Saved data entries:
// =============================================================================
// Reverse geocoding
// =============================================================================

mod reverse_geocoding {
    use super::*;

    fn geocoder(server: &MockServer) -> ReverseGeocoder {
        ReverseGeocoder::new(&format!("{}/reverse-geocode-client", server.uri())).unwrap()
    }

    #[tokio::test]
    async fn lookup_sends_position_as_query() {
        let server = MockServer::start().await;
        Mock::given(method("GET"))
            .and(path("/reverse-geocode-client"))
            .and(query_param("latitude", "38.72"))
            .and(query_param("longitude", "-9.14"))
            .and(header("accept", "application/json"))
            .respond_with(ResponseTemplate::new(200).set_body_json(json!({
                "latitude": 38.72,
                "longitude": -9.14,
                "city": "Lisbon",
                "locality": "Baixa",
                "countryName": "Portugal",
                "countryCode": "PT",
                "continent": "Europe"
            })))
            .expect(1)
            .mount(&server)
            .await;

        let place = geocoder(&server)
            .lookup(Position::new(38.72, -9.14))
            .await
            .unwrap();

        assert_eq!(
            place,
            Some(Place {
                city_name: "Lisbon".into(),
                country: "Portugal".into(),
                emoji: "🇵🇹".into(),
            })
        );
    }

    #[tokio::test]
    async fn position_outside_a_country_is_none() {
        let server = MockServer::start().await;
        Mock::given(method("GET"))
            .and(path("/reverse-geocode-client"))
            .respond_with(ResponseTemplate::new(200).set_body_json(json!({
                "city": "",
                "locality": "North Atlantic Ocean",
                "countryName": "",
                "countryCode": ""
            })))
            .mount(&server)
            .await;

        let place = geocoder(&server)
            .lookup(Position::new(40.0, -40.0))
            .await
            .unwrap();

        assert!(place.is_none());
    }

    #[tokio::test]
    async fn server_error_is_mapped() {
        let server = MockServer::start().await;
        Mock::given(method("GET"))
            .and(path("/reverse-geocode-client"))
            .respond_with(ResponseTemplate::new(503).set_body_string("busy"))
            .mount(&server)
            .await;

        let err = geocoder(&server)
            .lookup(Position::new(38.72, -9.14))
            .await
            .unwrap_err();

        assert!(matches!(err, RemoteError::Api { status: 503, .. }));
    }
}
//! store
//!
//! The client-side synchronization store for cities.
//!
//! # Architecture
//!
//! [`CitiesStore`] owns the only writable copy of [`CitiesState`] and is the
//! only component that talks to the [`CityCollection`]. Consumers receive a
//! [`StoreHandle`] at construction time and either read snapshots or
//! subscribe to changes; they mutate state only through the four
//! operations:
//!
//! - [`CitiesStore::load_all`] - fetch the full list (once per store)
//! - [`CitiesStore::get_city`] - fetch one city and make it current
//! - [`CitiesStore::create_city`] - store a draft, append it, make it current
//! - [`CitiesStore::delete_city`] - remove a city by id
//!
//! # Operation Cycle
//!
//! Each operation dispatches `loading`, awaits exactly one network call, and
//! dispatches exactly one terminal transition. Failures never escape an
//! operation: they become a `rejected` transition with a fixed message, and
//! the underlying cause is logged.
//!
//! # Concurrency
//!
//! Operations take `&self` and may run concurrently. Each transition is
//! applied inside a single `watch::Sender::send_modify`, so readers never see
//! a half-applied change. Transitions apply in completion order. With
//! [`SelectionOrdering::LatestRequest`], every selection (a `get_city`, even
//! one answered from the current city, or a `create_city`) starts a new
//! generation, and results of older selections no longer change the current
//! city.
//!
//! # Example
//!
//! ```
//! use std::sync::Arc;
//! use worldwise::remote::mock::MockCollection;
//! use worldwise::store::CitiesStore;
//! use worldwise::core::config::SelectionOrdering;
//!
//! # tokio_test::block_on(async {
//! let collection = Arc::new(MockCollection::new());
//! let store = CitiesStore::open(collection, SelectionOrdering::Completion).await;
//!
//! let state = store.snapshot();
//! assert!(state.cities.is_empty());
//! assert!(!state.is_loading());
//! # });
//! ```

mod action;
mod state;

pub use action::Action;
pub use state::{reduce, CitiesState};

use std::sync::atomic::{AtomicBool, AtomicU64, Ordering};
use std::sync::Arc;

use tokio::sync::watch;

use crate::core::config::SelectionOrdering;
use crate::core::types::{CityId, NewCity};
use crate::remote::{CityCollection, RemoteError};

/// Message shown when the initial list load fails.
pub const LOAD_CITIES_FAILED: &str = "There was an error loading data...";
/// Message shown when a single city cannot be loaded.
pub const LOAD_CITY_FAILED: &str = "There was an error loading the city...";
/// Message shown when a city cannot be created.
pub const CREATE_CITY_FAILED: &str = "There was an error creating the city...";
/// Message shown when a city cannot be deleted.
pub const DELETE_CITY_FAILED: &str = "There was an error deleting the city...";

/// Shared handle to a store.
///
/// Clones are cheap and all observe the same state.
pub type StoreHandle = Arc<CitiesStore>;

/// Owner of the cities state.
pub struct CitiesStore {
    /// The remote collection every operation calls
    collection: Arc<dyn CityCollection>,
    /// Current state, published to subscribers
    state: watch::Sender<CitiesState>,
    /// How concurrent `get_city` results are applied
    ordering: SelectionOrdering,
    /// Generation of the latest selection request
    selection_generation: AtomicU64,
    /// Set once the initial load has started
    initial_load_started: AtomicBool,
}

impl std::fmt::Debug for CitiesStore {
    fn fmt(&self, f: &mut std::fmt::Formatter<'_>) -> std::fmt::Result {
        f.debug_struct("CitiesStore")
            .field("collection", &self.collection.name())
            .field("ordering", &self.ordering)
            .field("state", &*self.state.borrow())
            .finish()
    }
}

impl CitiesStore {
    /// Create a store without loading anything.
    ///
    /// Call [`load_all`](CitiesStore::load_all) to run the initial load, or
    /// use [`open`](CitiesStore::open) to do both.
    pub fn new(collection: Arc<dyn CityCollection>, ordering: SelectionOrdering) -> StoreHandle {
        let (state, _) = watch::channel(CitiesState::default());

        Arc::new(Self {
            collection,
            state,
            ordering,
            selection_generation: AtomicU64::new(0),
            initial_load_started: AtomicBool::new(false),
        })
    }

    /// Create a store and run its initial load.
    ///
    /// A failed load leaves the store usable with an empty list and a
    /// showing error.
    pub async fn open(collection: Arc<dyn CityCollection>, ordering: SelectionOrdering) -> StoreHandle {
        let store = Self::new(collection, ordering);
        store.load_all().await;
        store
    }

    /// Copy of the current state.
    pub fn snapshot(&self) -> CitiesState {
        self.state.borrow().clone()
    }

    /// Receive every future state change.
    ///
    /// The receiver starts with the current state marked as seen.
    pub fn subscribe(&self) -> watch::Receiver<CitiesState> {
        self.state.subscribe()
    }

    /// Whether any operation is in flight.
    pub fn is_loading(&self) -> bool {
        self.state.borrow().is_loading()
    }

    /// Ordering mode of this store.
    pub fn ordering(&self) -> SelectionOrdering {
        self.ordering
    }

    fn current_id(&self) -> Option<CityId> {
        self.state.borrow().current_id()
    }

    /// Apply one transition atomically and notify subscribers.
    fn dispatch(&self, action: Action) {
        log::debug!("transition: {}", action);
        self.state.send_modify(|state| state.apply(action));
    }

    /// Settle an operation as failed.
    fn reject(&self, message: &str, cause: &RemoteError) {
        log::warn!("{} ({})", message, cause);
        self.dispatch(Action::Rejected(message.to_string()));
    }

    /// Load the full city list.
    ///
    /// Runs once per store. Later calls return without touching the network
    /// or the loading flag.
    pub async fn load_all(&self) {
        if self.initial_load_started.swap(true, Ordering::SeqCst) {
            log::debug!("initial load already ran; skipping");
            return;
        }

        self.dispatch(Action::Loading);

        match self.collection.list_cities().await {
            Ok(cities) => self.dispatch(Action::CitiesLoaded(cities)),
            Err(e) => self.reject(LOAD_CITIES_FAILED, &e),
        }
    }

    /// Load one city and make it current.
    ///
    /// Does nothing when `id` is already the current city: no request is
    /// made and the loading flag does not change. It still counts as the
    /// newest selection, so with latest-request ordering an older fetch that
    /// is still in flight will not replace the current city.
    pub async fn get_city(&self, id: CityId) {
        if self.current_id() == Some(id) {
            log::debug!("city {} is already current", id);
            self.next_generation();
            return;
        }

        let generation = self.next_generation();
        self.dispatch(Action::Loading);

        let result = self.collection.get_city(id).await;

        if self.is_superseded(generation) {
            log::debug!("dropping result for city {} from superseded request", id);
            self.dispatch(Action::Discarded);
            return;
        }

        match result {
            Ok(city) => self.dispatch(Action::CityLoaded(city)),
            Err(e) => self.reject(LOAD_CITY_FAILED, &e),
        }
    }

    /// Start a new selection and return its generation.
    fn next_generation(&self) -> u64 {
        self.selection_generation.fetch_add(1, Ordering::SeqCst) + 1
    }

    /// Whether a newer selection has started since `generation`.
    fn is_superseded(&self, generation: u64) -> bool {
        match self.ordering {
            SelectionOrdering::Completion => false,
            SelectionOrdering::LatestRequest => {
                self.selection_generation.load(Ordering::SeqCst) != generation
            }
        }
    }

    /// Store a new city, append it to the list, and make it current.
    ///
    /// With latest-request ordering, a selection started while the create
    /// is in flight keeps its city current; the new city only joins the
    /// list.
    pub async fn create_city(&self, draft: NewCity) {
        let generation = self.next_generation();
        self.dispatch(Action::Loading);

        match self.collection.create_city(draft).await {
            Ok(city) if self.is_superseded(generation) => {
                log::debug!("city {} stored; a newer selection stays current", city.id);
                self.dispatch(Action::CityStored(city));
            }
            Ok(city) => self.dispatch(Action::CityCreated(city)),
            Err(e) => self.reject(CREATE_CITY_FAILED, &e),
        }
    }

    /// Delete a city and remove it from the list.
    ///
    /// The current city is left alone, even when it is the one deleted.
    pub async fn delete_city(&self, id: CityId) {
        self.dispatch(Action::Loading);

        match self.collection.delete_city(id).await {
            Ok(()) => self.dispatch(Action::CityDeleted(id)),
            Err(e) => self.reject(DELETE_CITY_FAILED, &e),
        }
    }
}
//! core::flag
//!
//! Conversions between ISO 3166 alpha-2 country codes and flag emoji.
//!
//! A flag emoji is two Unicode regional indicator symbols, one per letter
//! of the country code. `PT` becomes U+1F1F5 U+1F1F9.

/// Offset between an ASCII uppercase letter and its regional indicator.
const REGIONAL_INDICATOR_OFFSET: u32 = 0x1F1A5;

/// First and last regional indicator symbols (A and Z).
const REGIONAL_INDICATOR_A: u32 = 0x1F1E6;
const REGIONAL_INDICATOR_Z: u32 = 0x1F1FF;

/// Base URL of the flag image CDN.
const FLAG_CDN_BASE: &str = "https://flagcdn.com";

/// Convert a two-letter country code into its flag emoji.
///
/// Returns `None` unless the code is exactly two ASCII letters.
///
/// # Example
///
/// ```
/// use worldwise::core::flag::flag_emoji;
///
/// assert_eq!(flag_emoji("pt").as_deref(), Some("🇵🇹"));
/// assert_eq!(flag_emoji("P1"), None);
/// ```
pub fn flag_emoji(country_code: &str) -> Option<String> {
    let code = country_code.trim();
    if code.len() != 2 || !code.chars().all(|c| c.is_ascii_alphabetic()) {
        return None;
    }

    code.to_ascii_uppercase()
        .chars()
        .map(|c| char::from_u32(c as u32 + REGIONAL_INDICATOR_OFFSET))
        .collect()
}

/// Recover the lowercase country code from a flag emoji.
///
/// Returns `None` if the emoji is not a pair of regional indicators.
pub fn country_code(emoji: &str) -> Option<String> {
    let chars: Vec<char> = emoji.trim().chars().collect();
    if chars.len() != 2 {
        return None;
    }

    chars
        .into_iter()
        .map(|c| {
            let cp = c as u32;
            if (REGIONAL_INDICATOR_A..=REGIONAL_INDICATOR_Z).contains(&cp) {
                char::from_u32(cp - REGIONAL_INDICATOR_OFFSET).map(|c| c.to_ascii_lowercase())
            } else {
                None
            }
        })
        .collect()
}

/// URL of the SVG flag image for a flag emoji.
pub fn flag_image_url(emoji: &str) -> Option<String> {
    country_code(emoji).map(|code| format!("{}/{}.svg", FLAG_CDN_BASE, code))
}
//! ui::output
//!
//! Output formatting and display.
//!
//! # Design
//!
//! Output is formatted consistently and respects the quiet flag.
//! When `--json` is enabled, commands print the store snapshot as JSON
//! instead of these text lines.

use std::fmt::Display;

use chrono::{DateTime, Utc};

use crate::core::flag::flag_image_url;
use crate::core::types::{City, Country};

/// Output verbosity level.
#[derive(Debug, Clone, Copy, PartialEq, Eq)]
pub enum Verbosity {
    /// Quiet mode - minimal output
    Quiet,
    /// Normal mode - standard output
    Normal,
    /// Debug mode - verbose output
    Debug,
}

impl Verbosity {
    /// Create verbosity from flags.
    pub fn from_flags(quiet: bool, debug: bool) -> Self {
        if quiet {
            Verbosity::Quiet
        } else if debug {
            Verbosity::Debug
        } else {
            Verbosity::Normal
        }
    }

    /// Default log filter for this verbosity.
    pub fn log_filter(&self) -> &'static str {
        match self {
            Verbosity::Quiet => "error",
            Verbosity::Normal => "warn",
            Verbosity::Debug => "debug",
        }
    }
}

/// Print a message (respects quiet mode).
pub fn print(message: impl Display, verbosity: Verbosity) {
    if verbosity != Verbosity::Quiet {
        println!("{}", message);
    }
}

/// Print an error message (always shown).
pub fn error(message: impl Display) {
    eprintln!("error: {}", message);
}

/// Format a visit date as `Monday, January 1, 2024`.
pub fn format_visit_date(date: &DateTime<Utc>) -> String {
    date.format("%A, %B %-d, %Y").to_string()
}

/// One-line summary of a city for list views.
pub fn format_city_line(city: &City) -> String {
    format!(
        "{:>4}  {} {} ({})",
        city.id,
        city.emoji,
        city.city_name,
        format_visit_date(&city.date)
    )
}

/// One-line summary of a country for list views.
pub fn format_country_line(country: &Country) -> String {
    format!("{} {}", country.emoji, country.country)
}

/// Multi-line detail view of a city.
pub fn format_city_detail(city: &City) -> String {
    let mut lines = vec![
        format!("City name     {} {}", city.emoji, city.city_name),
        format!("Country       {}", city.country),
        format!("You went on   {}", format_visit_date(&city.date)),
        format!("Position      {}, {}", city.position.lat, city.position.lng),
    ];
    if !city.notes.is_empty() {
        lines.push(format!("Your notes    {}", city.notes));
    }
    if let Some(url) = flag_image_url(&city.emoji) {
        lines.push(format!("Flag          {}", url));
    }
    lines.push(format!(
        "Learn more    https://en.wikipedia.org/wiki/{}",
        city.city_name.replace(' ', "_")
    ));
    lines.join("\n")
}
//! cli
//!
//! Command-line interface layer for WorldWise.
//!
//! # Responsibilities
//!
//! - Parse command-line arguments and global flags
//! - Install logging and load configuration
//! - Delegate to command handlers
//! - Does NOT touch city state directly
//!
//! # Architecture
//!
//! The CLI layer is thin. Every command builds one store, lets it run its
//! initial load, invokes at most one store operation, and renders the
//! resulting snapshot.

pub mod args;
pub mod commands;

pub use args::Cli;

use anyhow::{Context as _, Result};

use crate::core::config::Config;
use crate::ui::output::Verbosity;

/// Settings shared by every command.
#[derive(Debug, Clone)]
pub struct Context {
    /// Effective configuration (file plus CLI overrides)
    pub config: Config,
    /// Output verbosity
    pub verbosity: Verbosity,
    /// Print JSON instead of text
    pub json: bool,
}

/// Run the CLI application.
///
/// This is the main entry point called from `main.rs`.
pub fn run() -> Result<()> {
    let cli = Cli::parse_args();
    let verbosity = Verbosity::from_flags(cli.quiet, cli.debug);
    init_logging(verbosity);

    let mut config = Config::load().context("failed to load configuration")?;
    if let Some(ref api_base) = cli.api_base {
        config
            .override_api_base(api_base)
            .context("invalid --api-base")?;
    }

    let ctx = Context {
        config,
        verbosity,
        json: cli.json,
    };

    commands::dispatch(cli.command, &ctx)
}

/// Install the process-wide logger.
///
/// `RUST_LOG` wins over the verbosity-derived default.
pub fn init_logging(verbosity: Verbosity) {
    let env = env_logger::Env::default().default_filter_or(verbosity.log_filter());
    let _ = env_logger::Builder::from_env(env)
        .format_timestamp(None)
        .try_init();
}
//! # Configuration & Constants
//!
//! Every magic number in Centra lives here. If you're hardcoding a constant
//! somewhere else, you're doing it wrong and you owe the team coffee.

use std::time::Duration;

// ---------------------------------------------------------------------------
// Branding
// ---------------------------------------------------------------------------

/// Display name used in customer-facing email.
pub const BANK_NAME: &str = "Centra Bank";

/// Default denomination for new accounts. Multi-currency is a someday
/// problem; today every balance is USD.
pub const DEFAULT_CURRENCY: &str = "USD";

// ---------------------------------------------------------------------------
// Account Numbers
// ---------------------------------------------------------------------------

/// Account numbers are 10 decimal digits with a non-zero leading digit,
/// i.e. drawn uniformly from this range.
pub const ACCOUNT_NUMBER_MIN: u64 = 1_000_000_000;
pub const ACCOUNT_NUMBER_MAX: u64 = 9_999_999_999;

// ---------------------------------------------------------------------------
// Cards
// ---------------------------------------------------------------------------

/// Flat issuance price for a virtual card, in whole USD. Debited from the
/// account balance at purchase time.
pub const CARD_PRICE_USD: i64 = 50;

/// Issuer BIN prefix for generated card numbers.
pub const CARD_BIN: &str = "5123";

/// Issued cards are valid for this many years from purchase.
pub const CARD_VALIDITY_YEARS: i32 = 4;

// ---------------------------------------------------------------------------
// Sessions
// ---------------------------------------------------------------------------

/// Session token length in raw bytes (hex-encoded on the wire, so the
/// presented token is twice this many characters).
pub const SESSION_TOKEN_BYTES: usize = 32;

/// Sessions expire this long after login. There is no sliding renewal —
/// a day of banking is enough, log in again.
pub const SESSION_TTL: Duration = Duration::from_secs(24 * 60 * 60);

// ---------------------------------------------------------------------------
// Storage
// ---------------------------------------------------------------------------

/// sled tree names. Shared between the store and anything that needs to
/// reason about the on-disk layout (nothing else should).
pub mod tree {
    pub const ACCOUNTS: &str = "accounts";
    pub const ACCOUNT_NUMBERS: &str = "account_numbers";
    pub const EMAILS: &str = "emails";
    pub const TRANSACTIONS: &str = "transactions";
    pub const ACCOUNT_TXS: &str = "account_txs";
    pub const CARDS: &str = "cards";
    pub const ACCOUNT_CARDS: &str = "account_cards";
    pub const KYC: &str = "kyc";
    pub const CREDENTIALS: &str = "credentials";
    pub const CHATS: &str = "chats";
}

#[cfg(test)]
mod tests {
    use super::*;

    #[test]
    fn account_number_range_is_ten_digits() {
        assert_eq!(ACCOUNT_NUMBER_MIN.to_string().len(), 10);
        assert_eq!(ACCOUNT_NUMBER_MAX.to_string().len(), 10);
        assert!(ACCOUNT_NUMBER_MIN < ACCOUNT_NUMBER_MAX);
    }

    #[test]
    fn card_price_is_positive() {
        assert!(CARD_PRICE_USD > 0);
    }
}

== Try it ==
Now copy each line of the entries that mentions "still".

== Result ==
    /// made and the loading flag does not change. It still counts as the
    /// is still in flight will not replace the current city.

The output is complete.